FBMN with OpenMS
Introduction to FBMN with OpenMS
Below we are describing how to use OpenMS with the FBMN workflow on GNPS.
This work builds on the efforts of our many colleagues, please cite their work:
Nothias, L.F. et al Feature-based Molecular Networking in the GNPS Analysis Environment bioRxiv 812404 (2019).
Wang, M. et al. Sharing and community curation of mass spectrometry data with Global Natural Products Social Molecular Networking. Nat. Biotechnol. 34, 828–837 (2016).
Röst, H. L. et al. OpenMS: a flexible open-source software platform for mass spectrometry data analysis. Nat. Methods 13, 741–748 (2016). https://doi.org/10.1038/nmeth.3959
The OpenMS website at https://www.openms.de/
The code for the Open-GNPS pipeline (ProteoSAFe workflow and python wrapper) is available on this GitHub repository.
Feature Detection with OpenMS for the FBMN
We have developed an OpenMS-GNPS pipeline that can be used for the processing of metabolomics LC-MS data with OpenMS and Feature Based Molecular Networking (FBMN). This pipeline uses OpenMS tools and the GNPSExport (part of OpenMS TOPP tools).
In brief, after running an OpenMS "metabolomics" pipeline, the GNPSExport TOPP tool can be used on the consensusXML file and corresponding mzML files to generate the files needed for FBMN on GNPS. These two files are:
- The feature quantification table (.TXT format) which is generated with the TextExport tool.
- The MS2 spectral summary file (.MGF format) which is generated with the GNPSExport tool.

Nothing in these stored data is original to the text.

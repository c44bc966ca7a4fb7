//! `choiceviz fetch` – fetch one bundle listing and render it.

use anyhow::{Context, Result};
use choiceviz_core::config::ChoicevizConfig;
use choiceviz_core::fetch::{FetchOptions, Fetcher};
use choiceviz_core::page::{FetchInput, Page};
use choiceviz_core::render::RenderFormat;
use choiceviz_core::source::{BundleSource, StaticSource};
use std::fs;
use std::path::Path;

/// Fetch, filter and render into a string. Fetch failures come back as the
/// user-facing message.
pub fn fetch_and_render(
    source: &dyn BundleSource,
    input: &FetchInput,
    search: Option<&str>,
    format: RenderFormat,
) -> Result<(Page, String)> {
    let mut page = Page::new();
    if let Err(e) = page.fetch(source, input) {
        anyhow::bail!("{}", e.user_message());
    }
    if let Some(term) = search {
        page.search(term);
    }
    let rendered = page.render(format);
    Ok((page, rendered))
}

pub fn run_fetch(
    cfg: &ChoicevizConfig,
    input: &FetchInput,
    search: Option<&str>,
    format: RenderFormat,
    output: Option<&Path>,
    from_file: Option<&Path>,
) -> Result<()> {
    let source: Box<dyn BundleSource> = match from_file {
        Some(path) => {
            let body = fs::read(path).with_context(|| format!("read {}", path.display()))?;
            Box::new(StaticSource::new(body))
        }
        None => Box::new(Fetcher::new(FetchOptions::from(cfg))),
    };
    let (page, rendered) = fetch_and_render(source.as_ref(), input, search, format)?;

    match output {
        Some(path) => {
            fs::write(path, &rendered).with_context(|| format!("write {}", path.display()))?;
            let view = page.view();
            println!(
                "Wrote {} of {} games to {}",
                view.shown,
                view.total,
                path.display()
            );
        }
        None => print!("{rendered}"),
    }
    Ok(())
}
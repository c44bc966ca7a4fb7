//! Tests for browse, completions, man and global options.

use super::parse;
use crate::cli::{Cli, CliCommand};
use clap::Parser;

#[test]
fn cli_parse_browse() {
    match parse(&["choiceviz", "browse"]) {
        CliCommand::Browse { endpoint } => assert!(endpoint.is_none()),
        _ => panic!("expected Browse"),
    }
}

#[test]
fn cli_parse_browse_endpoint() {
    match parse(&["choiceviz", "browse", "--endpoint", "https://api.example.com/g"]) {
        CliCommand::Browse { endpoint } => {
            assert_eq!(endpoint.as_deref(), Some("https://api.example.com/g"))
        }
        _ => panic!("expected Browse"),
    }
}

#[test]
fn cli_parse_completions() {
    match parse(&["choiceviz", "completions", "bash"]) {
        CliCommand::Completions { shell } => assert_eq!(shell, clap_complete::Shell::Bash),
        _ => panic!("expected Completions"),
    }
}

#[test]
fn cli_parse_man() {
    assert!(matches!(parse(&["choiceviz", "man"]), CliCommand::Man));
}

#[test]
fn cli_global_config_after_subcommand() {
    let cli = Cli::try_parse_from(["choiceviz", "url", "--config", "/etc/choiceviz.toml"]).unwrap();
    assert_eq!(
        cli.config.as_deref(),
        Some(std::path::Path::new("/etc/choiceviz.toml"))
    );
}

#[test]
fn cli_command_is_consistent() {
    use clap::CommandFactory;
    Cli::command().debug_assert();
}
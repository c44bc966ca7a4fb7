use choiceviz_core::logging;

mod cli;

use crate::cli::CliCommand;

fn main() {
    // Initialize logging as early as possible; fall back to stderr if the state dir is unusable.
    if let Err(err) = logging::init_logging() {
        logging::init_logging_stderr();
        tracing::warn!("file logging unavailable: {:#}", err);
    }

    if let Err(err) = CliCommand::run_from_args() {
        eprintln!("choiceviz error: {:#}", err);
        std::process::exit(1);
    }
}
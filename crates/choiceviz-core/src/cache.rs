//! In-memory cache of the last successful fetch, with the current filtered view.

use crate::bundle::GameRecord;

/// Last fetched bundle plus the view derived from it by searching.
///
/// `original_data` is only replaced by [`BundleCache::store`] and emptied by
/// [`BundleCache::clear`]; filtering only rewrites `data`.
#[derive(Debug, Clone, Default, PartialEq, Eq)]
pub struct BundleCache {
    data: Vec<GameRecord>,
    original_data: Vec<GameRecord>,
    last_query: String,
    is_filtered: bool,
}

impl BundleCache {
    pub fn new() -> Self {
        Self::default()
    }

    /// Replace the cache with a fresh fetch result.
    pub fn store(&mut self, records: Vec<GameRecord>, query: impl Into<String>) {
        self.data = records.clone();
        self.original_data = records;
        self.last_query = query.into();
        self.is_filtered = false;
        tracing::debug!(
            "cache stored {} records for {}",
            self.original_data.len(),
            self.last_query
        );
    }

    pub fn clear(&mut self) {
        *self = Self::default();
        tracing::debug!("cache cleared");
    }

    /// Narrow `data` to titles containing `term` (case-insensitive substring).
    /// A blank term restores the full set.
    pub fn filter(&mut self, term: &str) {
        let term = term.trim();
        if term.is_empty() {
            self.data = self.original_data.clone();
            self.is_filtered = false;
            return;
        }
        let needle = term.to_lowercase();
        self.data = self
            .original_data
            .iter()
            .filter(|g| g.title.to_lowercase().contains(&needle))
            .cloned()
            .collect();
        self.is_filtered = true;
        tracing::debug!(
            "filter {:?}: {} of {} records",
            term,
            self.data.len(),
            self.original_data.len()
        );
    }

    /// Current view.
    pub fn data(&self) -> &[GameRecord] {
        &self.data
    }

    pub fn original_data(&self) -> &[GameRecord] {
        &self.original_data
    }

    pub fn last_query(&self) -> &str {
        &self.last_query
    }

    pub fn is_filtered(&self) -> bool {
        self.is_filtered
    }

    /// The search UI is shown only once something has been fetched.
    pub fn search_visible(&self) -> bool {
        !self.original_data.is_empty()
    }
}
//! CLI parse tests.

use super::{Cli, CliCommand};
use clap::Parser;

pub(super) fn parse(args: &[&str]) -> CliCommand {
    let cli = Cli::try_parse_from(args).unwrap();
    cli.command
}

mod rest;
//! Page controller: owns the cache and the visible state, and exposes one
//! handler per user action.
//!
//! Handlers take already collected input values, so the same controller
//! serves one-shot commands and the interactive session.

use crate::bundle::GameRecord;
use crate::cache::BundleCache;
use crate::details::GameDetails;
use crate::error::AppError;
use crate::render::{self, RenderFormat};
use crate::source::BundleSource;
use crate::url_model::{build_api_url, EndpointConfig, YearMonth};

#[derive(Debug, Clone, Copy, PartialEq, Eq, Default)]
pub enum EndpointMode {
    #[default]
    Monthly,
    Range,
}

/// Raw form values for a fetch, before validation.
#[derive(Debug, Clone, Default)]
pub struct FetchInput {
    pub base_url: String,
    pub mode: EndpointMode,
    pub month: Option<String>,
    pub start: Option<String>,
    pub end: Option<String>,
}

impl FetchInput {
    pub fn monthly(base_url: impl Into<String>, month: impl Into<String>) -> Self {
        Self {
            base_url: base_url.into(),
            mode: EndpointMode::Monthly,
            month: Some(month.into()),
            ..Self::default()
        }
    }

    pub fn range(
        base_url: impl Into<String>,
        start: impl Into<String>,
        end: impl Into<String>,
    ) -> Self {
        Self {
            base_url: base_url.into(),
            mode: EndpointMode::Range,
            start: Some(start.into()),
            end: Some(end.into()),
            ..Self::default()
        }
    }

    /// The endpoint selection, if the date inputs needed for `mode` are present.
    pub fn endpoint(&self) -> Result<EndpointConfig, AppError> {
        match self.mode {
            EndpointMode::Monthly => Ok(EndpointConfig::Monthly {
                month: required(&self.month, "month")?.parse()?,
            }),
            EndpointMode::Range => {
                let start: YearMonth = required(&self.start, "start month")?.parse()?;
                let end: YearMonth = required(&self.end, "end month")?.parse()?;
                Ok(EndpointConfig::Range { start, end })
            }
        }
    }

    /// Validate the inputs and build the request URL.
    pub fn validate(&self) -> Result<String, AppError> {
        if self.base_url.trim().is_empty() {
            return Err(AppError::MissingInput("base URL"));
        }
        let endpoint = self.endpoint()?;
        build_api_url(&self.base_url, &endpoint)
    }
}

fn required<'a>(value: &'a Option<String>, what: &'static str) -> Result<&'a str, AppError> {
    value
        .as_deref()
        .map(str::trim)
        .filter(|v| !v.is_empty())
        .ok_or(AppError::MissingInput(what))
}

/// Snapshot of what the page currently shows.
#[derive(Debug, Clone, PartialEq, Eq)]
pub struct PageView {
    pub error: Option<String>,
    pub search_visible: bool,
    pub is_filtered: bool,
    pub shown: usize,
    pub total: usize,
}

#[derive(Debug, Default)]
pub struct Page {
    cache: BundleCache,
    error: Option<String>,
    results_shown: bool,
}

impl Page {
    pub fn new() -> Self {
        Self::default()
    }

    /// Fetch handler. On success the cache is replaced and shown; on failure
    /// the message is recorded, results are hidden and the previous cache is
    /// kept for searching.
    pub fn fetch<S: BundleSource + ?Sized>(
        &mut self,
        source: &S,
        input: &FetchInput,
    ) -> Result<usize, AppError> {
        self.error = None;
        self.results_shown = false;

        let outcome = input.validate().and_then(|url| {
            tracing::info!("loading bundle from {}", url);
            source.load(&url).map(|records| (url, records))
        });

        match outcome {
            Ok((url, records)) => {
                let n = records.len();
                self.cache.store(records, url);
                self.results_shown = true;
                Ok(n)
            }
            Err(e) => {
                tracing::warn!("fetch failed: {}", e);
                self.error = Some(e.user_message());
                Err(e)
            }
        }
    }

    /// Search handler: filter the cached bundle and show the result.
    pub fn search(&mut self, term: &str) -> &[GameRecord] {
        self.cache.filter(term);
        self.results_shown = self.cache.search_visible();
        if self.results_shown {
            self.error = None;
        }
        self.displayed()
    }

    /// Clear handler: drop the cached bundle and hide results and search.
    pub fn clear(&mut self) {
        self.cache.clear();
        self.error = None;
        self.results_shown = false;
    }

    /// Records currently on screen.
    pub fn displayed(&self) -> &[GameRecord] {
        if self.results_shown {
            self.cache.data()
        } else {
            &[]
        }
    }

    /// Details for the 1-based card position in the current view.
    pub fn details(&self, position: usize) -> Option<GameDetails> {
        position
            .checked_sub(1)
            .and_then(|i| self.displayed().get(i))
            .map(GameDetails::for_record)
    }

    pub fn render(&self, format: RenderFormat) -> String {
        render::render(self.displayed(), format)
    }

    pub fn cache(&self) -> &BundleCache {
        &self.cache
    }

    pub fn error(&self) -> Option<&str> {
        self.error.as_deref()
    }

    pub fn view(&self) -> PageView {
        PageView {
            error: self.error.clone(),
            search_visible: self.cache.search_visible(),
            is_filtered: self.cache.is_filtered(),
            shown: self.displayed().len(),
            total: self.cache.original_data().len(),
        }
    }
}
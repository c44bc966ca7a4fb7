//! Reason phrase extraction from collected response header lines.

/// Reason phrase of the last status line in `lines` (the final response after
/// redirects). HTTP/2 status lines carry no phrase, so fall back to the
/// standard text for `code`.
pub(crate) fn reason_phrase(lines: &[String], code: u32) -> String {
    let from_line = lines
        .iter()
        .rev()
        .map(|l| l.trim())
        .find(|l| l.starts_with("HTTP/"))
        .and_then(|l| {
            let mut parts = l.splitn(3, ' ');
            parts.next()?;
            parts.next()?;
            parts.next()
        })
        .map(str::trim)
        .filter(|s| !s.is_empty());

    match from_line {
        Some(text) => text.to_string(),
        None => canonical_reason(code).unwrap_or("").to_string(),
    }
}

/// Standard reason phrase for common status codes.
fn canonical_reason(code: u32) -> Option<&'static str> {
    let text = match code {
        400 => "Bad Request",
        401 => "Unauthorized",
        403 => "Forbidden",
        404 => "Not Found",
        405 => "Method Not Allowed",
        408 => "Request Timeout",
        410 => "Gone",
        429 => "Too Many Requests",
        500 => "Internal Server Error",
        501 => "Not Implemented",
        502 => "Bad Gateway",
        503 => "Service Unavailable",
        504 => "Gateway Timeout",
        _ => return None,
    };
    Some(text)
}
//! CLI command handlers. Each command is in its own file.

mod browse;
mod completions;
mod fetch;
mod url;

pub use browse::run_browse;
pub use completions::{run_completions, run_man};
pub use fetch::run_fetch;
pub use url::run_url;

Running the OpenMS-GNPS pipeline on GNPS web-platform
The OpenMS-GNPS pipeline is an experimetal workflow deployed currently on proteomics2.ucsd.edu [https://proteomics2.ucsd.edu/ProteoSAFe/]). The job can be configured as follows:
- Connect to https://proteomics2.ucsd.edu/ProteoSAFe/ (You will have to be logged in to proteomics2.ucsd.edu first).
- Select the workflow:
OpenMS + GNPS workflow
- In Import Data Files, select the input mzML files (prefered) or mzXML files (not recommended, because the pipeline would have to perform conversion to mzML)
- [TO BE RELEASED] Select the parameters from the presets
HPLC-Q-Exactive, UHPLC-Q-Exactive, HPLC-QTOF, UHPLC-Q-Exactive. The corresponding OpenMS configuration files (.INI files) are available from that [GitHub repository] (https://github.com/Bioinformatic-squad-DorresteinLab/openms-gnps-workflow/presets/)). Alternatively, you can upload your OpenMS TOPP tool parameter file (.INI files). Note that parameter files can be updated with a text editor or with the INIFileEditor TOPP tool.
- Wait for the job to complete. You will get a notification.
- Download the main output files with "Download OpenMS Output Files" and/or all the files with "Download Workflow Files".
- Unzip the archive.
- Examine the consensusXML file (in the filefilter folder) with TOPPAS.
gnpsexportfolder contains the MS/MS spectral summary file (.MGF file)
textexporterfolder contains the feature quantification table (.TXT file).
- Click a FBMN workflow on GNPS by clicking on "Run a Feature-Based Molecular Networking at GNPS" Note that you have to be logged in to GNPS first, https://gnps.ucsd.edu). See documentation for the FBMN workflow on GNPS.
- Alternatively, upload these files via FTP for FBMN on GNPS, or use them for other annotation tools (DEREPLICATOR, Mass2Motif, NAP.
Running the OpenMS-GNPS pipeline with OpenMS TOPP tools
Installation and requirement
Installing OpenMS TOPP tools: See the OpenMS website at https://www.openms.de/
Representative OpenMS-GNPS workflow
A representative OpenMS-GNPS workflow would sequencially use these OpenMS TOPP tools:
- Input the mzML files.
- Run the FeatureFinderMetabo tool on the mzML files.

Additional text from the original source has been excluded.